On his birthday 8 Aug 1988, he went to the Turf Club and was excited to see a horse named Fatt Fatt in race 8 drawn on barrier 8. He went to the 8th counter and placed a bet of $880 on Fatt Fatt.
It came in 8th
The young man went to see his boss and spoke up nervously.
"Sir," he said, I would like to request your daughter's hand in marriage".
"Eh? Hmm....... well, have you seen my wife?" said the boss.
"Yes sir, I have sir, but I still prefer your daughter, sir!"
One day a man caught a squid and wanted to bbq it. The squid then told the man not to burn it. So the man said,
"I shall test you 3 questions and if you get them right i will set u free . "

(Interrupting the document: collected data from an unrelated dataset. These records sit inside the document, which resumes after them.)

mod build;
mod node;
mod stats;

#[cfg(test)]
mod test;

pub use node::*;
pub use stats::*;

use raybound_geometry::Box3;

use crate::utils::{BuildPrimitive, TreeBuildOption};
use build::Subdivider;

/// Flat binary BVH over a primitive sequence.
///
/// `nodes[0]` is the root and spans every primitive. Leaves reference
/// contiguous runs of `sorted_primitive_index`, which is a permutation of
/// `0..primitive_count`; primitives themselves are never moved, only their
/// indices are reordered during partitioning. Both arrays are plain data the
/// renderer can upload as-is.
pub struct FlattenBvh {
  pub nodes: Vec<BvhNode>,
  pub sorted_primitive_index: Vec<u32>,
}

impl FlattenBvh {
  /// Build the full tree synchronously. An empty input yields an empty tree
  /// with no root, which is a valid output rather than an error.
  ///
  /// The build is deterministic: a fixed input and option always produce
  /// bit-identical `nodes` and `sorted_primitive_index`.
  pub fn build(primitives: &[BuildPrimitive], option: &TreeBuildOption) -> Self {
    debug_assert!(
      primitives.len() < u32::MAX as usize,
      "primitive count must be addressable by u32"
    );

    if primitives.is_empty() {
      return Self {
        nodes: Vec::new(),
        sorted_primitive_index: Vec::new(),
      };
    }

    let mut index: Vec<u32> = (0..primitives.len() as u32).collect();
    let mut nodes = vec![BvhNode {
      first_primitive: 0,
      primitive_count: primitives.len() as u32,
      ..Default::default()
    }];

    let mut subdivider = Subdivider {
      primitives,
      index: &mut index,
      nodes: &mut nodes,
    };
    subdivider.update_node_bounds(0);
    subdivider.subdivide(0, option);

    log::trace!(
      "bvh build: {} primitives into {} nodes",
      primitives.len(),
      nodes.len()
    );

    Self {
      nodes,
      sorted_primitive_index: index,
    }
  }

  /// Convenience entry for sources whose representative point is simply the
  /// box center.
  pub fn from_boxes(source: impl Iterator<Item = Box3>, option: &TreeBuildOption) -> Self {
    let primitives: Vec<BuildPrimitive> = source.map(BuildPrimitive::new).collect();
    Self::build(&primitives, option)
  }

  pub fn root(&self) -> Option<&BvhNode> {
    self.nodes.first()
  }

  /// The original primitive indices a leaf references.
  pub fn leaf_primitives(&self, leaf: &BvhNode) -> &[u32] {
    &self.sorted_primitive_index[leaf.primitive_range()]
  }

  /// Depth-first walk. `branch_enter_visitor` returning false prunes that
  /// subtree; every reached leaf is handed to `leaf_visitor`.
  pub fn traverse(
    &self,
    mut branch_enter_visitor: impl FnMut(&BvhNode) -> bool,
    mut leaf_visitor: impl FnMut(&BvhNode),
  ) {
    if self.nodes.is_empty() {
      return;
    }
    let mut stack = vec![0_usize];
    while let Some(node_idx) = stack.pop() {
      let node = &self.nodes[node_idx];
      if node.is_leaf() {
        leaf_visitor(node);
      } else if branch_enter_visitor(node) {
        // right pushed first so the left subtree is walked first
        stack.push(node.left_child as usize + 1);
        stack.push(node.left_child as usize);
      }
    }
  }
}
use std::ops::Range;

use bytemuck::{Pod, Zeroable};
use raybound_algebra::Vec3;
use raybound_geometry::Box3;

/// Flat BVH arena record, laid out for verbatim upload into a storage buffer.
///
/// `primitive_count == 0` marks an internal node; this zero/nonzero state is
/// the sole leaf discriminant, there is no separate tag. Children of an
/// internal node are always appended as a contiguous sibling pair, so the
/// right child lives at `left_child + 1` and one link field covers both.
///
/// `first_primitive` stays meaningful only for leaves; internal nodes keep
/// the value they carried while still unsplit. Consumers must not read it
/// once `primitive_count` is zero.
#[repr(C)]
#[derive(Clone, Copy, Debug, Default, PartialEq, Pod, Zeroable)]
pub struct BvhNode {
  pub aabb_min: Vec3<f32>,
  pub left_child: u32,
  pub aabb_max: Vec3<f32>,
  pub first_primitive: u32,
  pub primitive_count: u32,
}

impl BvhNode {
  #[inline]
  pub fn is_leaf(&self) -> bool {
    self.primitive_count > 0
  }

  #[inline]
  pub fn bounding(&self) -> Box3 {
    Box3::new(self.aabb_min, self.aabb_max)
  }

  #[inline]
  pub(super) fn set_bounding(&mut self, bounding: Box3) {
    self.aabb_min = bounding.min;
    self.aabb_max = bounding.max;
  }

  #[inline]
  pub fn left_child_offset(&self) -> Option<u32> {
    (!self.is_leaf()).then_some(self.left_child)
  }

  #[inline]
  pub fn right_child_offset(&self) -> Option<u32> {
    (!self.is_leaf()).then_some(self.left_child + 1)
  }

  /// The slice of the sorted primitive index this leaf owns.
  #[inline]
  pub fn primitive_range(&self) -> Range<usize> {
    let first = self.first_primitive as usize;
    first..first + self.primitive_count as usize
  }
}
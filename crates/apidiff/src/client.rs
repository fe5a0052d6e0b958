//! HTTP client for issuing identical requests to both servers

use std::time::Duration;

use reqwest::header::{HeaderName, HeaderValue};
use reqwest::{Client, Method, Response, StatusCode, Url};
use serde_json::Value;
use tracing::debug;

use crate::config::EndpointSpec;
use crate::error::{CompareError, CompareResult};

/// Timeout applied to every request on both servers
pub const REQUEST_TIMEOUT: Duration = Duration::from_secs(10);

/// Client bound to one server's base URL
#[derive(Debug, Clone)]
pub struct ApiClient {
    client: Client,
    base_url: Url,
    base: String,
    name: String,
}

/// Everything captured from one response that comparison needs
#[derive(Debug, Clone)]
pub struct ApiResponse {
    pub status: StatusCode,
    pub headers: Vec<(String, String)>,
    /// Parsed JSON body, `None` when the raw body is not valid JSON
    pub body: Option<Value>,
    pub raw_body: String,
}

impl ApiClient {
    /// Create a client for one side of the comparison
    ///
    /// `name` identifies the side ("reference" or "candidate") in logs and
    /// transport error messages. Trailing slashes on the base URL are
    /// stripped before parsing.
    pub fn new(name: &str, base_url: &str) -> CompareResult<Self> {
        let base = base_url.trim_end_matches('/').to_string();
        let base_url = Url::parse(&base).map_err(|e| CompareError::InvalidBaseUrl {
            url: base.clone(),
            reason: e.to_string(),
        })?;

        let client = Client::builder()
            .timeout(REQUEST_TIMEOUT)
            .build()
            .map_err(|e| CompareError::BuildClient { source: e })?;

        Ok(Self {
            client,
            base_url,
            base,
            name: name.to_string(),
        })
    }

    /// The normalized base URL this client was created with
    pub fn base(&self) -> &str {
        &self.base
    }

    /// The side name (for logging)
    pub fn name(&self) -> &str {
        &self.name
    }

    /// Issue the request described by `spec` and capture the response
    pub async fn execute(&self, spec: &EndpointSpec) -> CompareResult<ApiResponse> {
        let method = Method::from_bytes(spec.method.to_uppercase().as_bytes()).map_err(|_| {
            CompareError::InvalidRequest {
                method: spec.method.clone(),
                path: spec.path.clone(),
                reason: format!("unsupported HTTP method '{}'", spec.method),
            }
        })?;

        let url =
            self.base_url
                .join(&spec.path)
                .map_err(|e| CompareError::InvalidRequest {
                    method: spec.method.clone(),
                    path: spec.path.clone(),
                    reason: format!("cannot resolve against {}: {}", self.base, e),
                })?;

        debug!("{}: {} {}", self.name, method, url);

        let mut request = self.client.request(method, url);

        if let Some(params) = &spec.params {
            request = request.query(params);
        }

        if let Some(headers) = &spec.headers {
            for (key, value) in headers {
                let header_name =
                    HeaderName::from_bytes(key.as_bytes()).map_err(|_| {
                        CompareError::InvalidRequest {
                            method: spec.method.clone(),
                            path: spec.path.clone(),
                            reason: format!("invalid header name '{key}'"),
                        }
                    })?;
                let header_value =
                    HeaderValue::from_str(value).map_err(|_| CompareError::InvalidRequest {
                        method: spec.method.clone(),
                        path: spec.path.clone(),
                        reason: format!("invalid value for header '{key}'"),
                    })?;
                request = request.header(header_name, header_value);
            }
        }

        if let Some(body) = &spec.body {
            request = request.json(body);
        }

        let response = request.send().await.map_err(|e| CompareError::Transport {
            server: self.name.clone(),
            source: e,
        })?;

        self.capture(response).await
    }

    async fn capture(&self, response: Response) -> CompareResult<ApiResponse> {
        let status = response.status();
        let headers: Vec<(String, String)> = response
            .headers()
            .iter()
            .map(|(k, v)| (k.to_string(), v.to_str().unwrap_or("").to_string()))
            .collect();

        let raw_body = response.text().await.map_err(|e| CompareError::Transport {
            server: self.name.clone(),
            source: e,
        })?;
        let body = serde_json::from_str(&raw_body).ok();

        Ok(ApiResponse {
            status,
            headers,
            body,
            raw_body,
        })
    }
}

impl ApiResponse {
    /// Get a header value, case-insensitively
    pub fn header(&self, name: &str) -> Option<&str> {
        self.headers
            .iter()
            .find(|(k, _)| k.eq_ignore_ascii_case(name))
            .map(|(_, v)| v.as_str())
    }
}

(Wo kao ni san dao ti mu, ru guo ni da dui wo jiu fang le ni )
The squid nodded and say " Kao ah, kao ah.. " (Fry me, fry me)
A Mini and a Mercedes are parked beside each other at the supermarket. The Mini owner shouts across to the driver of the Merc.
"Do you have a telephone in there?"
The Merc owner replies: "Of course!"
"What about a fax machine?"asks the Mini owner.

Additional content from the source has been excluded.